An HIV diagnosis in itself can lead to significant stigma and discrimination, even from the systems that deliver HIV care. Often health care resources are not available and misinformation is common. For example those who learn they are HIV positive may not be able to get the needed tests (e.g. CD-4 and viral load) or the required anti-retroviral treatments. However in the community they may hear that drinking battery acid will kill the virus.
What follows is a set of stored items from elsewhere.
// ABOUTME: Workflow executor driving matrix Jobs through their steps
// ABOUTME: Dispatches each step by mode with conservative skipping, timeouts and output comparison

use futures::stream::{self, StreamExt};
use serde_json::Value;
use std::collections::BTreeMap;
use std::sync::Arc;
use std::time::Duration;
use tokio::time::timeout;
use tracing::{debug, error, info, instrument, warn};

use super::context::ExecutionContext;
use super::error::{ExecutionError, Result};
use super::mode::ExecutionMode;
use super::result::{JobResult, RunReport, SkipReason, StepResult, StepState, StepStatus};
use crate::actions::{Action, ActionInputs, ActionOutputs, ActionRegistry};
use crate::matrix::{Job, MatrixExpander};
use crate::parser::{Step, WorkflowDocument};
use crate::template::{self, resolver, Reference, TemplateReport};

pub const DEFAULT_STEP_TIMEOUT: Duration = Duration::from_secs(3600);
pub const DEFAULT_MAX_CONCURRENT_JOBS: usize = 4;

pub struct WorkflowExecutor {
    registry: Arc<ActionRegistry>,
    default_timeout: Duration,
    max_concurrent_jobs: usize,
}

impl WorkflowExecutor {
    pub fn new(registry: Arc<ActionRegistry>) -> Self {
        Self {
            registry,
            default_timeout: DEFAULT_STEP_TIMEOUT,
            max_concurrent_jobs: DEFAULT_MAX_CONCURRENT_JOBS,
        }
    }

    /// Set the deadline for steps that declare no `timeout`
    pub fn with_default_timeout(mut self, timeout: Duration) -> Self {
        self.default_timeout = timeout;
        self
    }

    /// Set how many Jobs the local driver runs at once
    pub fn with_max_concurrent_jobs(mut self, max_concurrent_jobs: usize) -> Self {
        self.max_concurrent_jobs = max_concurrent_jobs.max(1);
        self
    }

    pub fn registry(&self) -> &ActionRegistry {
        &self.registry
    }

    /// Expand the matrix and run every check that must pass before any Job starts.
    pub fn prepare(&self, document: &WorkflowDocument) -> Result<Vec<Job>> {
        let jobs =
            MatrixExpander::new().expand(&document.matrix, &document.include, &document.exclude)?;

        let available = template::available_names(document);
        let mut report = template::validate_workflow(document, &available);
        self.check_declared_outputs(document, &mut report);
        check_job_coverage(document, &jobs, &mut report);

        if !report.is_empty() {
            error!("Pre-flight check failed with {} problems", report.len());
            return Err(ExecutionError::Preflight(report));
        }
        Ok(jobs)
    }

    /// Run every Job of `document`, preserving Job order in the report.
    #[instrument(skip(self, document, mode), fields(workflow_id = %document.id, mode = %mode))]
    pub async fn execute(
        &self,
        document: &WorkflowDocument,
        mode: ExecutionMode,
    ) -> Result<RunReport> {
        let jobs = self.prepare(document)?;
        let mut report = RunReport::new(document.id.clone(), mode);

        info!(
            "Starting workflow '{}' in {} mode: {} jobs, {} steps each (run_id: {})",
            document.id,
            mode,
            jobs.len(),
            document.steps.len(),
            report.run_id
        );

        let results: Vec<JobResult> = stream::iter(
            jobs.into_iter()
                .map(|job| self.run_job(document, job, mode)),
        )
        .buffered(self.max_concurrent_jobs)
        .collect()
        .await;

        for result in results {
            report.add_job(result);
        }
        report.mark_completed();

        info!(
            "Workflow '{}' finished: {} succeeded, {} skipped, {} failed",
            document.id,
            report.summary.succeeded_jobs,
            report.summary.skipped_jobs,
            report.summary.failed_jobs
        );
        Ok(report)
    }

    /// Run the steps of one Job in order, halting at the first failure.
    #[instrument(skip(self, document, job), fields(job = job.ordinal))]
    pub async fn run_job(
        &self,
        document: &WorkflowDocument,
        job: Job,
        mode: ExecutionMode,
    ) -> JobResult {
        let mut context = match ExecutionContext::for_job(document, &job) {
            Ok(context) => context,
            Err(e) => {
                error!("Job {} failed before its first step: {}", job, e);
                return JobResult::failed_before_steps(job, ExecutionContext::new(), e.to_string());
            }
        };

        debug!("Running job {}", job);
        let mut steps = Vec::with_capacity(document.steps.len());
        for step in &document.steps {
            let result = self.run_step(step, &mut context, mode).await;
            let failed = result.status.is_error();
            steps.push(result);
            if failed {
                warn!("Job {} halted at step '{}'", job, step.name);
                break;
            }
        }

        let result = JobResult::from_steps(job, steps, context);
        info!("Job {} {}", result.job, result.status);
        result
    }

    async fn run_step(
        &self,
        step: &Step,
        context: &mut ExecutionContext,
        mode: ExecutionMode,
    ) -> StepResult {
        let reference = step.action_reference();
        let mut result = StepResult::new(&step.name, reference);

        if let Some(ref condition) = step.condition {
            match context.evaluate_condition(condition) {
                Ok(true) => {}
                Ok(false) => {
                    info!("Step '{}' condition not met, skipping", step.name);
                    let status = match mode {
                        ExecutionMode::DryRun => StepStatus::WouldSkip,
                        _ => StepStatus::Skipped,
                    };
                    return result.skip(status, SkipReason::ConditionFalse);
                }
                Err(e) => {
                    return result.fail(StepStatus::InvalidParameter, format!("guard: {}", e));
                }
            }
        }

        let mut raw = step.inputs.clone();
        if let Some(ref command) = step.run {
            raw.insert("command".to_string(), Value::String(command.clone()));
        }
        let resolved = match resolve_inputs(&raw, context) {
            Ok(resolved) => resolved,
            Err(e) => {
                result.inputs = raw;
                return result.fail(StepStatus::InvalidParameter, e.to_string());
            }
        };
        result.inputs = resolved;

        let action = match self.registry.resolve(reference) {
            Ok(action) => action,
            Err(e) => return result.fail(StepStatus::InvalidUses, e.to_string()),
        };

        let inputs = match action.validate_inputs(&result.inputs) {
            Ok(inputs) => inputs,
            Err(e) => return result.fail(StepStatus::InvalidParameter, e.to_string()),
        };
        result.inputs = inputs;

        debug!(
            "Step '{}' using {} with {} inputs",
            step.name,
            action.descriptor(),
            result.inputs.len()
        );

        match mode {
            ExecutionMode::DryRun => self.dry_run_step(step, action.as_ref(), result, context).await,
            ExecutionMode::Run => self.run_action(step, action.as_ref(), result, context).await,
            ExecutionMode::Compare => self.compare_step(step, action.as_ref(), result, context).await,
        }
    }

    async fn dry_run_step(
        &self,
        step: &Step,
        action: &dyn Action,
        mut result: StepResult,
        context: &mut ExecutionContext,
    ) -> StepResult {
        result.transition(StepState::Validating);

        match action.existing_outputs(&result.inputs).await {
            Ok(Some(outputs)) => {
                if let Err(e) = check_outputs(action, &outputs) {
                    return result.fail(StepStatus::Failed, e.to_string());
                }
                context.record_outputs(&step.name, &outputs);
                result.outputs = outputs;
                result.succeed(StepStatus::WouldSkip)
            }
            Ok(None) => {
                for output in &action.descriptor().outputs {
                    let placeholder = Reference::step_output(&step.name, output);
                    context.set(placeholder.key(), Value::String(placeholder.to_string()));
                }
                result.succeed(StepStatus::WouldExecute)
            }
            Err(e) => result.fail(StepStatus::Failed, e.to_string()),
        }
    }

    async fn run_action(
        &self,
        step: &Step,
        action: &dyn Action,
        mut result: StepResult,
        context: &mut ExecutionContext,
    ) -> StepResult {
        match action.existing_outputs(&result.inputs).await {
            Ok(Some(outputs)) => {
                if let Err(e) = check_outputs(action, &outputs) {
                    return result.fail(StepStatus::Failed, e.to_string());
                }
                info!("Step '{}' outputs exist, skipping", step.name);
                context.record_outputs(&step.name, &outputs);
                result.outputs = outputs;
                return result.skip(StepStatus::Skipped, SkipReason::OutputsExist);
            }
            Ok(None) => {}
            Err(e) => return result.fail(StepStatus::Failed, e.to_string()),
        }

        result.transition(StepState::Running);
        info!("Executing step '{}' ({})", step.name, action.descriptor());

        let outputs = match self
            .invoke(step, action, &result.inputs, ExecutionMode::Run)
            .await
            .and_then(|outputs| check_outputs(action, &outputs).map(|_| outputs))
        {
            Ok(outputs) => outputs,
            Err(e) => {
                error!("Step '{}' failed: {}", step.name, e);
                return result.fail(failure_status(&e), e.to_string());
            }
        };

        context.record_outputs(&step.name, &outputs);
        result.outputs = outputs;
        result.succeed(StepStatus::Executed)
    }

    async fn compare_step(
        &self,
        step: &Step,
        action: &dyn Action,
        mut result: StepResult,
        context: &mut ExecutionContext,
    ) -> StepResult {
        let recorded = match action.existing_outputs(&result.inputs).await {
            Ok(recorded) => recorded,
            Err(e) => return result.fail(StepStatus::Failed, e.to_string()),
        };

        result.transition(StepState::Comparing);
        info!("Re-executing step '{}' for comparison", step.name);

        let fresh = match self
            .invoke(step, action, &result.inputs, ExecutionMode::Compare)
            .await
            .and_then(|outputs| check_outputs(action, &outputs).map(|_| outputs))
        {
            Ok(outputs) => outputs,
            Err(e) => {
                error!("Step '{}' failed: {}", step.name, e);
                return result.fail(failure_status(&e), e.to_string());
            }
        };

        let differences = match recorded {
            Some(ref recorded) => diff_outputs(recorded, &fresh),
            None => vec!["no recorded outputs to compare against".to_string()],
        };

        context.record_outputs(&step.name, &fresh);
        result.outputs = fresh;

        if differences.is_empty() {
            result.succeed(StepStatus::Identical)
        } else {
            let mismatch = ExecutionError::CompareMismatch {
                step: step.name.clone(),
                differences,
            };
            warn!("{}", mismatch);
            result.fail(StepStatus::Different, mismatch.to_string())
        }
    }

    async fn invoke(
        &self,
        step: &Step,
        action: &dyn Action,
        inputs: &ActionInputs,
        mode: ExecutionMode,
    ) -> Result<ActionOutputs> {
        let limit = step.timeout.unwrap_or(self.default_timeout);
        match timeout(limit, action.execute(inputs, mode)).await {
            Ok(outputs) => Ok(outputs?),
            Err(_) => Err(ExecutionError::Timeout {
                step: step.name.clone(),
                timeout: limit,
            }),
        }
    }

    /// Every `{{step.output}}` must name an output the referenced step's action declares.
    fn check_declared_outputs(&self, document: &WorkflowDocument, report: &mut TemplateReport) {
        for (index, step) in document.steps.iter().enumerate() {
            for (location, text) in template::validation::step_templates(index, step) {
                let Ok(references) = resolver::references(&text) else {
                    continue;
                };
                for reference in references {
                    let Some(ref output) = reference.field else {
                        continue;
                    };
                    let Some(target) = document.get_step(&reference.name) else {
                        continue;
                    };
                    let Ok(action) = self.registry.resolve(target.action_reference()) else {
                        continue;
                    };
                    let descriptor = action.descriptor();
                    if !descriptor.declares_output(output) {
                        report.push(
                            location.clone(),
                            format!(
                                "{} is not an output of step '{}' ({} declares: {})",
                                reference,
                                target.name,
                                descriptor,
                                if descriptor.outputs.is_empty() {
                                    "none".to_string()
                                } else {
                                    descriptor.outputs.join(", ")
                                }
                            ),
                        );
                    }
                }
            }
        }
    }
}
// ABOUTME: Declarative description of an action's name, version, inputs and outputs
// ABOUTME: Provides the default input check that fills defaults and coerces templated scalars

use serde::{Deserialize, Serialize};
use serde_json::Value;
use std::fmt;

use super::error::{ActionError, Result};
use super::ActionInputs;

/// Expected kind of an input value.
#[derive(Debug, Clone, Copy, PartialEq, Eq, Default, Serialize, Deserialize)]
#[serde(rename_all = "lowercase")]
pub enum InputKind {
    #[default]
    Any,
    String,
    Integer,
    Number,
    Boolean,
    List,
    Mapping,
}

impl InputKind {
    /// Convert `value` to this kind, or `None` if it cannot be.
    ///
    /// Resolved templates are always strings, so numeric and boolean kinds
    /// also accept strings that parse as such.
    pub fn coerce(&self, value: &Value) -> Option<Value> {
        match (self, value) {
            (InputKind::Any, v) => Some(v.clone()),
            (InputKind::String, Value::String(_)) => Some(value.clone()),
            (InputKind::String, Value::Number(n)) => Some(Value::String(n.to_string())),
            (InputKind::String, Value::Bool(b)) => Some(Value::String(b.to_string())),
            (InputKind::Integer, Value::Number(n)) if n.is_i64() || n.is_u64() => {
                Some(value.clone())
            }
            (InputKind::Integer, Value::String(s)) => s.trim().parse::<i64>().ok().map(Value::from),
            (InputKind::Number, Value::Number(_)) => Some(value.clone()),
            (InputKind::Number, Value::String(s)) => s
                .trim()
                .parse::<f64>()
                .ok()
                .and_then(serde_json::Number::from_f64)
                .map(Value::Number),
            (InputKind::Boolean, Value::Bool(_)) => Some(value.clone()),
            (InputKind::Boolean, Value::String(s)) => match s.trim() {
                "true" => Some(Value::Bool(true)),
                "false" => Some(Value::Bool(false)),
                _ => None,
            },
            (InputKind::List, Value::Array(_)) => Some(value.clone()),
            (InputKind::Mapping, Value::Object(_)) => Some(value.clone()),
            _ => None,
        }
    }

    pub fn as_str(&self) -> &'static str {
        match self {
            InputKind::Any => "any",
            InputKind::String => "string",
            InputKind::Integer => "integer",
            InputKind::Number => "number",
            InputKind::Boolean => "boolean",
            InputKind::List => "list",
            InputKind::Mapping => "mapping",
        }
    }
}

impl fmt::Display for InputKind {
    fn fmt(&self, f: &mut fmt::Formatter<'_>) -> fmt::Result {
        f.write_str(self.as_str())
    }
}

#[derive(Debug, Clone, PartialEq, Serialize, Deserialize)]
pub struct ActionInput {
    pub name: String,
    #[serde(default)]
    pub description: String,
    #[serde(default)]
    pub required: bool,
    #[serde(default, skip_serializing_if = "Option::is_none")]
    pub default: Option<Value>,
    #[serde(default)]
    pub kind: InputKind,
}

impl ActionInput {
    pub fn new(name: impl Into<String>) -> Self {
        Self {
            name: name.into(),
            description: String::new(),
            required: false,
            default: None,
            kind: InputKind::Any,
        }
    }

    pub fn required(mut self) -> Self {
        self.required = true;
        self
    }

    pub fn with_default(mut self, default: Value) -> Self {
        self.default = Some(default);
        self
    }

    pub fn with_kind(mut self, kind: InputKind) -> Self {
        self.kind = kind;
        self
    }

    pub fn with_description(mut self, description: impl Into<String>) -> Self {
        self.description = description.into();
        self
    }
}

/// Everything the engine knows about an action before invoking it.
#[derive(Debug, Clone, PartialEq, Serialize, Deserialize)]
pub struct ActionDescriptor {
    pub name: String,
    pub version: String,
    #[serde(default)]
    pub description: String,
    #[serde(default)]
    pub inputs: Vec<ActionInput>,
    #[serde(default)]
    pub outputs: Vec<String>,
}

impl ActionDescriptor {
    pub fn new(name: impl Into<String>, version: impl Into<String>) -> Self {
        Self {
            name: name.into(),
            version: version.into(),
            description: String::new(),
            inputs: Vec::new(),
            outputs: Vec::new(),
        }
    }

    pub fn with_description(mut self, description: impl Into<String>) -> Self {
        self.description = description.into();
        self
    }

    pub fn with_input(mut self, input: ActionInput) -> Self {
        self.inputs.push(input);
        self
    }

    pub fn with_output(mut self, output: impl Into<String>) -> Self {
        self.outputs.push(output.into());
        self
    }

    pub fn declares_output(&self, output: &str) -> bool {
        self.outputs.iter().any(|o| o == output)
    }

    pub fn input(&self, name: &str) -> Option<&ActionInput> {
        self.inputs.iter().find(|input| input.name == name)
    }

    /// One-line summary used in listings.
    pub fn summary(&self) -> String {
        if self.description.is_empty() {
            self.to_string()
        } else {
            format!("{} - {}", self, self.description)
        }
    }

    /// Check `inputs` against the declared input specs.
    ///
    /// Returns the inputs with defaults filled in and values coerced to
    /// their declared kind. Every problem is reported at once.
    pub fn check_inputs(&self, inputs: &ActionInputs) -> Result<ActionInputs> {
        let mut checked = ActionInputs::new();
        let mut problems = Vec::new();

        for spec in &self.inputs {
            match inputs.get(&spec.name) {
                Some(value) => match spec.kind.coerce(value) {
                    Some(coerced) => {
                        checked.insert(spec.name.clone(), coerced);
                    }
                    None => problems.push(format!(
                        "input '{}' expects {}, got {}",
                        spec.name, spec.kind, value
                    )),
                },
                None => {
                    if let Some(ref default) = spec.default {
                        checked.insert(spec.name.clone(), default.clone());
                    } else if spec.required {
                        problems.push(format!("missing required input '{}'", spec.name));
                    }
                }
            }
        }

        for name in inputs.keys() {
            if self.input(name).is_none() {
                problems.push(format!("unexpected input '{}'", name));
            }
        }

        if problems.is_empty() {
            Ok(checked)
        } else {
            Err(ActionError::Validation {
                action: self.name.clone(),
                problems,
            })
        }
    }
}

impl fmt::Display for ActionDescriptor {
    fn fmt(&self, f: &mut fmt::Formatter<'_>) -> fmt::Result {
        write!(f, "{}@{}", self.name, self.version)
    }
}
So in Tanzania, we Gay people living with HIV may medicate ourselves with battery acid rather than subjecting ourselves to stigma from seeking HIV treatment from the medical establishments.
Findings and Recommendations for the African and global social work communities
LGBT persons in Tanzania continually face stigma and discrimination, harassment and arbitrary arrests, alienation from family and faith, lack of access to social services including health, justice, housing, education and dignified livelihoods. All these, despite Tanzania being signatory to the Universal Declaration of Human Rights, the African Charter on Human and Peoples Rights, particularly Article 2, and the AU values of equality and non-discrimination.
We as Tanzanian LGBT activists are not asking for any new or special rights, we urge you as African and the global, social work communities, to help us advance recognition of human rights based on sexual orientation and gender identity at the national level and promote the articulation of clear national norms and mobilize international pressure because our government failed to live up to those standards.
Support us both financially and technically in the struggle to create a national network to ensure that groups and individuals working on these issues do so not in isolation but as part of an effective coordinated national movement. Our hope is to strengthen mechanisms for monitoring, documenting and reporting human rights violations and create opportunities for leading national stake holders to work effectively together to advance clearly articulated strategic goals.
Finally we call upon our government to end violence and discrimination against LGBT citizens, abolish all discriminatory laws in existence and also call upon our government to create legal and social environments conducive to the equal enjoyment of all rights for all citizens.